A dispute resolution clause is a critical clause of any contract. It will outline how parties should respond in a dispute and the preferred dispute resolution process and will avoid premature and unnecessary court proceedings. It is reflective of the understanding between you and the other party of what should happen in the case of a disagreement.
Dispute resolution clauses are often ‘standard’ or ‘boilerplate’ clauses in a contract. However, having a bespoke clause in your contracts will set the tone of the business relationship moving forward. In addition, it should outline your preferred method of resolving any dispute.
The key elements of a dispute resolution clause are:
- notice periods and timelines for addressing the issue;
- a request to negotiate first;
- an alternative dispute resolution mechanism; and
- timing and location for legal proceedings.
Without a dispute resolution clause, you may need to jump directly to legal proceedings to resolve the dispute. Unfortunately, going to court is expensive, uncertain and time-consuming. To reduce your risk of this outcome, a dispute resolution clause is often effective. Including a dispute resolution clause could even prevent you and your business partners from resorting to suing each other.
Notice and Timelines
A good dispute resolution clause may require you or the other person or business to inform the other of an issue in a certain way, usually by written notice.
Formal communication, also known as ‘notice’, can be beneficial to start open discussions to resolve the problems raised. Clear written communication can also be very helpful later if the issue escalates. If you end up in court, you may need to demonstrate any steps you took to try to resolve the dispute before commencing legal proceedings.
Negotiation
To save on legal costs, parties to the contract should negotiate and try to agree to any escalation. A dispute resolution clause may require you or the other party to organise a meeting where you can both openly raise any concerns and negotiate a solution to the problem. This approach can promote collaborative problem-solving, as you can usually make offers or statements with no risk of them being used against you in court. These negotiations might be between you and the other party in the dispute. In some cases, it may be helpful to involve a lawyer early to assist with negotiation.
Alternative dispute resolution (ADR) mechanisms
Some dispute resolution clauses go beyond open discussions and require parties to undertake ADR processes. We detail some types of ADR detailed below:
Conciliation | A third-party conciliator will narrow the issues in dispute and bring parties closer together to a position where they can compromise. The parties involved may meet together or separately. The purpose of conciliation is to resolve the dispute. It is commonly used for employment disputes in the Fair Work Commission. |
Mediation | Mediation also involves a third-party mediator. The mediator is impartial and helps parties to identify the disputed issues and develop strategies and options to resolve the disputes and reach a negotiated settlement. In some court jurisdictions, mediation is mandatory before litigating. Settlements reached in mediation may be enforceable. |
Arbitration | Arbitration involves a third-party arbitrator. The process for choosing the arbitrator will usually be set out in the dispute resolution clause. If a dispute goes to arbitration, the arbitrator’s decision will generally be binding. The arbitrator’s decision is typically based on legal principles. Arbitration is similar to going to court, however, the decision will remain private. |
These types of ADR all require an independent third party to:
- facilitate a discussion between you; or
- organise a panel to make a joint decision.

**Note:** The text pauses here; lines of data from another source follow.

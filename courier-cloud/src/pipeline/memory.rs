//! In-memory collaborators
//!
//! Implements every store trait in process with the same semantics
//! as the PostgreSQL adapter: apply-and-return order updates, the pending-only
//! completion guard, and driver foreign-key checks on fan-out inserts.

use async_trait::async_trait;
use dashmap::DashMap;
use parking_lot::RwLock;

use shared::models::{
    Customer, Driver, DriverNotification, DriverNotificationCreate, NotificationCreate,
    NotificationOutcome, NotificationRecord, NotificationStatus, Order, OrderUpdate,
};
use shared::util::{now_millis, snowflake_id};

use super::error::StoreError;
use super::traits::{
    CustomerDirectory, DriverDirectory, DriverNotificationStore, NotificationStore, OrderStore,
    StoreResult, TemplateStore,
};

#[derive(Debug, Default)]
pub struct MemoryStore {
    orders: DashMap<String, Order>,
    customers: DashMap<String, Customer>,
    drivers: DashMap<String, Driver>,
    templates: DashMap<String, String>,
    notifications: RwLock<Vec<NotificationRecord>>,
    driver_notifications: RwLock<Vec<DriverNotification>>,
}

impl MemoryStore {
    pub fn new() -> Self {
        Self::default()
    }

    pub fn put_order(&self, order: Order) {
        self.orders.insert(order.id.clone(), order);
    }

    pub fn put_customer(&self, customer: Customer) {
        self.customers.insert(customer.id.clone(), customer);
    }

    pub fn put_driver(&self, driver: Driver) {
        self.drivers.insert(driver.id.clone(), driver);
    }

    pub fn put_template(&self, status_key: &str, body: &str) {
        self.templates
            .insert(status_key.to_string(), body.to_string());
    }

    /// Every notification record, oldest first
    pub fn notifications(&self) -> Vec<NotificationRecord> {
        self.notifications.read().clone()
    }

    /// Every driver notification, in insertion order
    pub fn driver_notifications(&self) -> Vec<DriverNotification> {
        self.driver_notifications.read().clone()
    }
}

#[async_trait]
impl OrderStore for MemoryStore {
    async fn get_order(&self, order_id: &str) -> StoreResult<Option<Order>> {
        Ok(self.orders.get(order_id).map(|o| o.value().clone()))
    }

    async fn update_order(
        &self,
        order_id: &str,
        update: &OrderUpdate,
    ) -> StoreResult<Option<Order>> {
        if matches!(&update.status, Some(s) if s.trim().is_empty()) {
            return Err(StoreError::Rejected {
                message: "status must not be empty".into(),
                payload: serde_json::json!({
                    "code": "23514",
                    "message": "new row violates check constraint \"orders_status_not_empty\"",
                }),
            });
        }

        Ok(self.orders.get_mut(order_id).map(|mut entry| {
            let order = entry.value_mut();
            update.apply_to(order);
            order.updated_at = now_millis();
            order.clone()
        }))
    }
}

#[async_trait]
impl CustomerDirectory for MemoryStore {
    async fn get_customer(&self, customer_id: &str) -> StoreResult<Option<Customer>> {
        Ok(self.customers.get(customer_id).map(|c| c.value().clone()))
    }
}

#[async_trait]
impl DriverDirectory for MemoryStore {
    async fn list_available_drivers(&self) -> StoreResult<Vec<Driver>> {
        let mut drivers: Vec<Driver> = self
            .drivers
            .iter()
            .filter(|d| d.is_available)
            .map(|d| d.value().clone())
            .collect();
        drivers.sort_by(|a, b| a.id.cmp(&b.id));
        Ok(drivers)
    }
}

#[async_trait]
impl TemplateStore for MemoryStore {
    async fn get_template(&self, status_key: &str) -> StoreResult<Option<String>> {
        Ok(self.templates.get(status_key).map(|t| t.value().clone()))
    }
}

#[async_trait]
impl NotificationStore for MemoryStore {
    async fn create_pending(&self, data: NotificationCreate) -> StoreResult<NotificationRecord> {
        let record = NotificationRecord {
            id: snowflake_id(),
            phone: data.phone,
            message: data.message,
            order_id: data.order_id,
            status: NotificationStatus::Pending,
            provider_message_id: None,
            error: None,
            created_at: now_millis(),
            updated_at: None,
        };
        self.notifications.write().push(record.clone());
        Ok(record)
    }

    async fn complete(
        &self,
        record_id: i64,
        outcome: NotificationOutcome,
    ) -> StoreResult<NotificationRecord> {
        let mut records = self.notifications.write();
        let record = records
            .iter_mut()
            .find(|r| r.id == record_id)
            .ok_or_else(|| StoreError::NotFound {
                entity: "Notification",
                id: record_id.to_string(),
            })?;
        if record.status != NotificationStatus::Pending {
            return Err(StoreError::NotPending(record_id));
        }

        record.status = outcome.status();
        match outcome {
            NotificationOutcome::Sent {
                provider_message_id,
            } => record.provider_message_id = provider_message_id,
            NotificationOutcome::Failed { error } => record.error = Some(error),
        }
        record.updated_at = Some(now_millis());
        Ok(record.clone())
    }

    async fn list_for_order(&self, order_id: &str) -> StoreResult<Vec<NotificationRecord>> {
        Ok(self
            .notifications
            .read()
            .iter()
            .filter(|r| r.order_id.as_deref() == Some(order_id))
            .cloned()
            .collect())
    }
}

#[async_trait]
impl DriverNotificationStore for MemoryStore {
    async fn create(&self, data: DriverNotificationCreate) -> StoreResult<DriverNotification> {
        if data.driver_id.trim().is_empty() || !self.drivers.contains_key(&data.driver_id) {
            return Err(StoreError::Rejected {
                message: format!("unknown driver id {:?}", data.driver_id),
                payload: serde_json::json!({
                    "code": "23503",
                    "message": "insert violates foreign key constraint \"driver_notifications_driver_id_fkey\"",
                    "driver_id": data.driver_id,
                }),
            });
        }

        let row = DriverNotification {
            id: snowflake_id(),
            driver_id: data.driver_id,
            order_id: data.order_id,
            kind: data.kind,
            message: data.message,
            read: false,
            created_at: now_millis(),
        };
        self.driver_notifications.write().push(row.clone());
        Ok(row)
    }

    async fn list_by_driver(&self, driver_id: &str) -> StoreResult<Vec<DriverNotification>> {
        // Newest first, like the driver inbox
        Ok(self
            .driver_notifications
            .read()
            .iter()
            .rev()
            .filter(|n| n.driver_id == driver_id)
            .cloned()
            .collect())
    }

    async fn list_by_order(&self, order_id: &str) -> StoreResult<Vec<DriverNotification>> {
        Ok(self
            .driver_notifications
            .read()
            .iter()
            .filter(|n| n.order_id.as_deref() == Some(order_id))
            .cloned()
            .collect())
    }
}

Before incorporating ADR into your dispute resolution clause or starting these processes, you and the other party to the contract should agree on the following:
- who will be involved and how will they be chosen;
- how quickly the discussion or process must be commenced;
- how the discussion or dispute resolution process should run;
- whether it will be binding or parties will be able to take court action if the outcome is not satisfactory; and
- how you and the other party will share the costs.

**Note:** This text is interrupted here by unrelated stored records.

//! Phone number normalization
//!
//! The channel expects digits only, country code first, no leading `+`.

use crate::error::{ChannelError, ChannelResult};

/// Numbers at or below this many digits are treated as national numbers
const NATIONAL_MAX_DIGITS: usize = 10;

/// Converts loosely formatted phone numbers into the channel's canonical form.
///
/// Rules, applied to the digits of the input:
/// 1. A leading trunk prefix (e.g. `0`) is replaced by the default country code.
/// 2. Otherwise a short number (≤ 10 digits) that does not already start with a
///    recognized country code gets the default country code prepended.
///
/// `normalize` never fails and is idempotent.
#[derive(Debug, Clone, PartialEq)]
pub struct PhoneNormalizer {
    default_country_code: String,
    trunk_prefix: String,
    recognized_codes: Vec<String>,
}

impl PhoneNormalizer {
    /// Create a normalizer for `default_country_code` with trunk prefix `0`
    pub fn new(default_country_code: &str) -> ChannelResult<Self> {
        let code = default_country_code.trim().trim_start_matches('+').to_string();
        if code.is_empty() || !code.chars().all(|c| c.is_ascii_digit()) {
            return Err(ChannelError::InvalidConfig(format!(
                "Invalid default country code: {default_country_code:?}"
            )));
        }

        let normalizer = Self {
            recognized_codes: vec![code.clone()],
            default_country_code: code,
            trunk_prefix: "0".to_string(),
        };
        normalizer.validate()?;
        Ok(normalizer)
    }

    /// Set the national trunk prefix (empty disables trunk handling)
    pub fn with_trunk_prefix(mut self, prefix: &str) -> ChannelResult<Self> {
        self.trunk_prefix = prefix.trim().to_string();
        self.validate()?;
        Ok(self)
    }

    /// Add country codes considered already international.
    ///
    /// The default country code is always recognized.
    pub fn with_recognized_codes<I, S>(mut self, codes: I) -> ChannelResult<Self>
    where
        I: IntoIterator<Item = S>,
        S: AsRef<str>,
    {
        for code in codes {
            let code = code.as_ref().trim().trim_start_matches('+');
            if code.is_empty() {
                continue;
            }
            if !code.chars().all(|c| c.is_ascii_digit()) {
                return Err(ChannelError::InvalidConfig(format!(
                    "Invalid recognized country code: {code:?}"
                )));
            }
            if !self.recognized_codes.iter().any(|c| c == code) {
                self.recognized_codes.push(code.to_string());
            }
        }
        self.validate()?;
        Ok(self)
    }

    pub fn default_country_code(&self) -> &str {
        &self.default_country_code
    }

    // A country code starting with the trunk prefix would be stripped again on
    // a second pass and break idempotency.
    fn validate(&self) -> ChannelResult<()> {
        if !self.trunk_prefix.chars().all(|c| c.is_ascii_digit()) {
            return Err(ChannelError::InvalidConfig(format!(
                "Invalid trunk prefix: {:?}",
                self.trunk_prefix
            )));
        }
        if !self.trunk_prefix.is_empty() {
            if let Some(code) = self
                .recognized_codes
                .iter()
                .find(|c| c.starts_with(&self.trunk_prefix))
            {
                return Err(ChannelError::InvalidConfig(format!(
                    "Country code {code} starts with trunk prefix {}",
                    self.trunk_prefix
                )));
            }
        }
        Ok(())
    }

    /// Normalize a raw phone number (best effort, never fails)
    pub fn normalize(&self, raw: &str) -> String {
        let digits: String = raw.chars().filter(|c| c.is_ascii_digit()).collect();
        if digits.is_empty() {
            return digits;
        }

        if !self.trunk_prefix.is_empty() {
            if let Some(national) = digits.strip_prefix(self.trunk_prefix.as_str()) {
                return format!("{}{}", self.default_country_code, national);
            }
        }

        if digits.len() <= NATIONAL_MAX_DIGITS
            && !self
                .recognized_codes
                .iter()
                .any(|code| digits.starts_with(code.as_str()))
        {
            return format!("{}{}", self.default_country_code, digits);
        }

        digits
    }
}

impl Default for PhoneNormalizer {
    fn default() -> Self {
        Self {
            default_country_code: "241".to_string(),
            trunk_prefix: "0".to_string(),
            recognized_codes: vec!["241".to_string(), "33".to_string()],
        }
    }
}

The different types of ADR will have associated costs, however, these are typically still more cost-effective than going to court.
Timing and Location of Legal Proceedings
A dispute resolution clause will often try to delay or limit the ability of each party to issue legal proceedings until a specific time.

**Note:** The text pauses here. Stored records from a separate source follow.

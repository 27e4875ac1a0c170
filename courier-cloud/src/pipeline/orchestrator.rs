//! Transition Orchestrator
//!
//! Mutation first, then the notification branches in a fixed order
//! (customer, then drivers). Only a mutation failure reaches the caller; every
//! branch failure, panics included, is logged and folded into the report.

use std::any::Any;
use std::panic::AssertUnwindSafe;
use std::sync::Arc;
use std::time::Duration;

use futures::FutureExt;
use rust_decimal::{Decimal, RoundingStrategy};

use courier_channel::{ChannelResult, MessageChannel};
use shared::models::{
    Customer, CustomerDetail, CustomerReport, DriverReport, NotificationsReport, Order,
    OrderStatus, OrderUpdate, TransitionResponse,
};

use crate::config::PipelineConfig;

use super::dispatcher::{MessageBody, MessageDispatcher};
use super::error::{LookupError, MutationError};
use super::fanout::DriverFanout;
use super::gateway::OrderGateway;
use super::memory::MemoryStore;
use super::template::{TemplateRenderer, TemplateVars};
use super::traits::{
    CustomerDirectory, DriverBroadcaster, DriverDirectory, DriverNotificationStore,
    NotificationStore, OrderStore, TemplateStore,
};

/// External systems the pipeline talks to
#[derive(Clone)]
pub struct Collaborators {
    pub orders: Arc<dyn OrderStore>,
    pub customers: Arc<dyn CustomerDirectory>,
    pub drivers: Arc<dyn DriverDirectory>,
    pub templates: Arc<dyn TemplateStore>,
    pub notifications: Arc<dyn NotificationStore>,
    pub driver_notifications: Arc<dyn DriverNotificationStore>,
    pub broadcaster: Arc<dyn DriverBroadcaster>,
    pub channel: Arc<dyn MessageChannel>,
}

impl Collaborators {
    /// Every store backed by one [`MemoryStore`]
    pub fn in_memory(
        store: Arc<MemoryStore>,
        channel: Arc<dyn MessageChannel>,
        broadcaster: Arc<dyn DriverBroadcaster>,
    ) -> Self {
        Self {
            orders: store.clone(),
            customers: store.clone(),
            drivers: store.clone(),
            templates: store.clone(),
            notifications: store.clone(),
            driver_notifications: store,
            broadcaster,
            channel,
        }
    }
}

/// Human label for known statuses, raw value otherwise
fn status_label(status_key: &str) -> String {
    OrderStatus::parse(status_key).map_or_else(|| status_key.to_string(), |s| s.label().to_string())
}

/// Two decimals, half away from zero
pub fn format_amount(amount: f64) -> String {
    match amount.to_string().parse::<Decimal>() {
        Ok(value) => {
            let rounded = value.round_dp_with_strategy(2, RoundingStrategy::MidpointAwayFromZero);
            format!("{rounded:.2}")
        }
        Err(_) => format!("{amount:.2}"),
    }
}

/// Variables offered to customer templates
pub fn template_vars(order: &Order, customer: &Customer, status_key: &str) -> TemplateVars {
    let opt = |v: &Option<String>| v.clone().unwrap_or_default();
    TemplateVars::from([
        ("customerName".to_string(), customer.name.clone()),
        ("orderNumber".to_string(), order.order_number.clone()),
        ("status".to_string(), status_label(status_key)),
        ("totalAmount".to_string(), format_amount(order.total_amount)),
        ("deliveryDate".to_string(), opt(&order.delivery_date)),
        ("deliveryTime".to_string(), opt(&order.delivery_time)),
        ("deliveryAddress".to_string(), opt(&order.delivery_address)),
    ])
}

fn panic_message(panic: &(dyn Any + Send)) -> String {
    if let Some(s) = panic.downcast_ref::<&str>() {
        (*s).to_string()
    } else if let Some(s) = panic.downcast_ref::<String>() {
        s.clone()
    } else {
        "unknown panic".to_string()
    }
}

pub struct TransitionOrchestrator {
    gateway: OrderGateway,
    orders: Arc<dyn OrderStore>,
    customers: Arc<dyn CustomerDirectory>,
    dispatcher: MessageDispatcher,
    fanout: DriverFanout,
    work_available_status: OrderStatus,
    lookup_timeout: Duration,
}

impl TransitionOrchestrator {
    pub fn new(c: Collaborators, config: &PipelineConfig) -> ChannelResult<Self> {
        let renderer = TemplateRenderer::new(c.templates);
        let dispatcher = MessageDispatcher::new(
            c.channel,
            c.notifications,
            renderer,
            config.phone.normalizer()?,
            config.channel_timeout,
        );
        let fanout = DriverFanout::new(
            c.drivers,
            c.driver_notifications,
            c.broadcaster,
            config.directory_timeout,
            config.webhook_timeout,
        );

        Ok(Self {
            gateway: OrderGateway::new(c.orders.clone()),
            orders: c.orders,
            customers: c.customers,
            dispatcher,
            fanout,
            work_available_status: config.work_available_status,
            lookup_timeout: config.directory_timeout,
        })
    }

    /// Apply the update, then notify.
    ///
    /// Returns `Err` only when the mutation itself fails; in that case no
    /// notification is attempted.
    pub async fn perform_transition(
        &self,
        order_id: &str,
        update: OrderUpdate,
    ) -> Result<TransitionResponse, MutationError> {
        let order = self.gateway.apply_transition(order_id, &update).await?;

        let customer = self.customer_branch(&order).await;
        let drivers = self.driver_branch(&order).await;

        Ok(TransitionResponse {
            order,
            notifications: NotificationsReport { customer, drivers },
        })
    }

    /// Manual re-send of the customer message.
    ///
    /// Uses the order's current status unless `status` is given; a custom
    /// `message` bypasses templating.
    pub async fn resend_notification(
        &self,
        order_id: &str,
        status: Option<String>,
        message: Option<String>,
    ) -> Result<CustomerReport, LookupError> {
        let order = match tokio::time::timeout(self.lookup_timeout, self.orders.get_order(order_id))
            .await
        {
            Ok(Ok(Some(order))) => order,
            Ok(Ok(None)) => return Err(LookupError::OrderNotFound(order_id.to_string())),
            Ok(Err(source)) => {
                return Err(LookupError::Store {
                    what: "Order",
                    source,
                });
            }
            Err(_) => {
                return Err(LookupError::Timeout {
                    what: "Order",
                    after: self.lookup_timeout,
                });
            }
        };

        let status_key = status
            .map(|s| s.trim().to_string())
            .filter(|s| !s.is_empty())
            .unwrap_or_else(|| order.status.clone());
        let custom = message.filter(|m| !m.trim().is_empty());

        tracing::info!(order_id = %order.id, status = %status_key, custom = custom.is_some(), "Resending customer notification");
        Ok(self
            .contained("customer", &order, self.notify_customer(&order, &status_key, custom))
            .await
            .unwrap_or_else(CustomerReport::failed))
    }

    async fn customer_branch(&self, order: &Order) -> CustomerReport {
        self.contained("customer", order, self.notify_customer(order, &order.status, None))
            .await
            .unwrap_or_else(CustomerReport::failed)
    }

    async fn driver_branch(&self, order: &Order) -> DriverReport {
        match order.known_status() {
            Some(status) if status == self.work_available_status => {
                let run = async {
                    match self.fanout.notify_available_work(order).await {
                        Ok(outcome) => DriverReport::from(outcome),
                        Err(e) => {
                            tracing::error!(
                                order_id = %order.id,
                                status = %order.status,
                                branch = "drivers",
                                error = %e,
                                "Driver fan-out could not run"
                            );
                            DriverReport::failed(e.to_string())
                        }
                    }
                };
                self.contained("drivers", order, run)
                    .await
                    .unwrap_or_else(DriverReport::failed)
            }
            Some(_) | None => DriverReport::not_applicable(order.status.clone()),
        }
    }

    /// Run one branch, turning a panic into an error string
    async fn contained<T>(
        &self,
        branch: &'static str,
        order: &Order,
        fut: impl Future<Output = T>,
    ) -> Result<T, String> {
        match AssertUnwindSafe(fut).catch_unwind().await {
            Ok(value) => Ok(value),
            Err(panic) => {
                let message = format!("{branch} branch panicked: {}", panic_message(&*panic));
                tracing::error!(
                    order_id = %order.id,
                    status = %order.status,
                    branch,
                    error = %message,
                    "Notification branch panicked"
                );
                Err(message)
            }
        }
    }

    async fn lookup_customer(&self, order: &Order) -> Result<Customer, LookupError> {
        let customer_id = order
            .customer_id
            .as_deref()
            .ok_or_else(|| LookupError::NoCustomer(order.id.clone()))?;

        let customer = match tokio::time::timeout(
            self.lookup_timeout,
            self.customers.get_customer(customer_id),
        )
        .await
        {
            Ok(Ok(Some(customer))) => customer,
            Ok(Ok(None)) => return Err(LookupError::CustomerNotFound(customer_id.to_string())),
            Ok(Err(source)) => {
                return Err(LookupError::Store {
                    what: "Customer",
                    source,
                });
            }
            Err(_) => {
                return Err(LookupError::Timeout {
                    what: "Customer",
                    after: self.lookup_timeout,
                });
            }
        };

        if customer.reachable_phone().is_none() {
            return Err(LookupError::NoPhone(customer.id));
        }
        Ok(customer)
    }

    async fn notify_customer(
        &self,
        order: &Order,
        status_key: &str,
        custom: Option<String>,
    ) -> CustomerReport {
        let customer = match self.lookup_customer(order).await {
            Ok(customer) => customer,
            Err(e) => {
                tracing::warn!(
                    order_id = %order.id,
                    status = %status_key,
                    branch = "customer",
                    error = %e,
                    "Customer notification skipped"
                );
                return CustomerReport::skipped(e.to_string());
            }
        };
        let phone = customer.reachable_phone().unwrap_or_default().to_string();

        let body = match custom {
            Some(text) => MessageBody::Custom(text),
            None => MessageBody::Template {
                status_key: status_key.to_string(),
                vars: template_vars(order, &customer, status_key),
            },
        };

        match self.dispatcher.dispatch(&phone, body, Some(&order.id)).await {
            Ok(sent) => CustomerReport::sent(sent.record_id, sent.message_id, sent.phone),
            Err(e) => {
                tracing::warn!(
                    order_id = %order.id,
                    status = %status_key,
                    branch = "customer",
                    error = %e,
                    http_status = ?e.http_status(),
                    "Customer notification failed"
                );
                CustomerReport {
                    attempted: true,
                    success: false,
                    detail: CustomerDetail::Failed {
                        record_id: e.record_id(),
                        error: e.to_string(),
                        http_status: e.http_status(),
                        payload: e.payload(),
                        debug: e.debug().cloned(),
                    },
                }
            }
        }
    }
}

A good dispute resolution clause should require parties to attempt to resolve the dispute first using any of the above methods before resorting to litigation. In some cases, litigation will be unavoidable. Dispute resolution clauses should reflect this and set out where parties can engage in legal proceedings. It will do so by stating that the laws of one state or country apply to the legal contract. If your business operates in a different location to your partner or suppliers, you should make sure that it is clear where legal proceedings will take place if a dispute arises.
Will It Damage Our Relationship?
With any legal contract, facing the reality of doing business is important. Only some things go to plan. Unfortunately, even the closest of business partners can sometimes fall out. Preparing for all eventualities is sensible if the business relationship truly matters to both parties.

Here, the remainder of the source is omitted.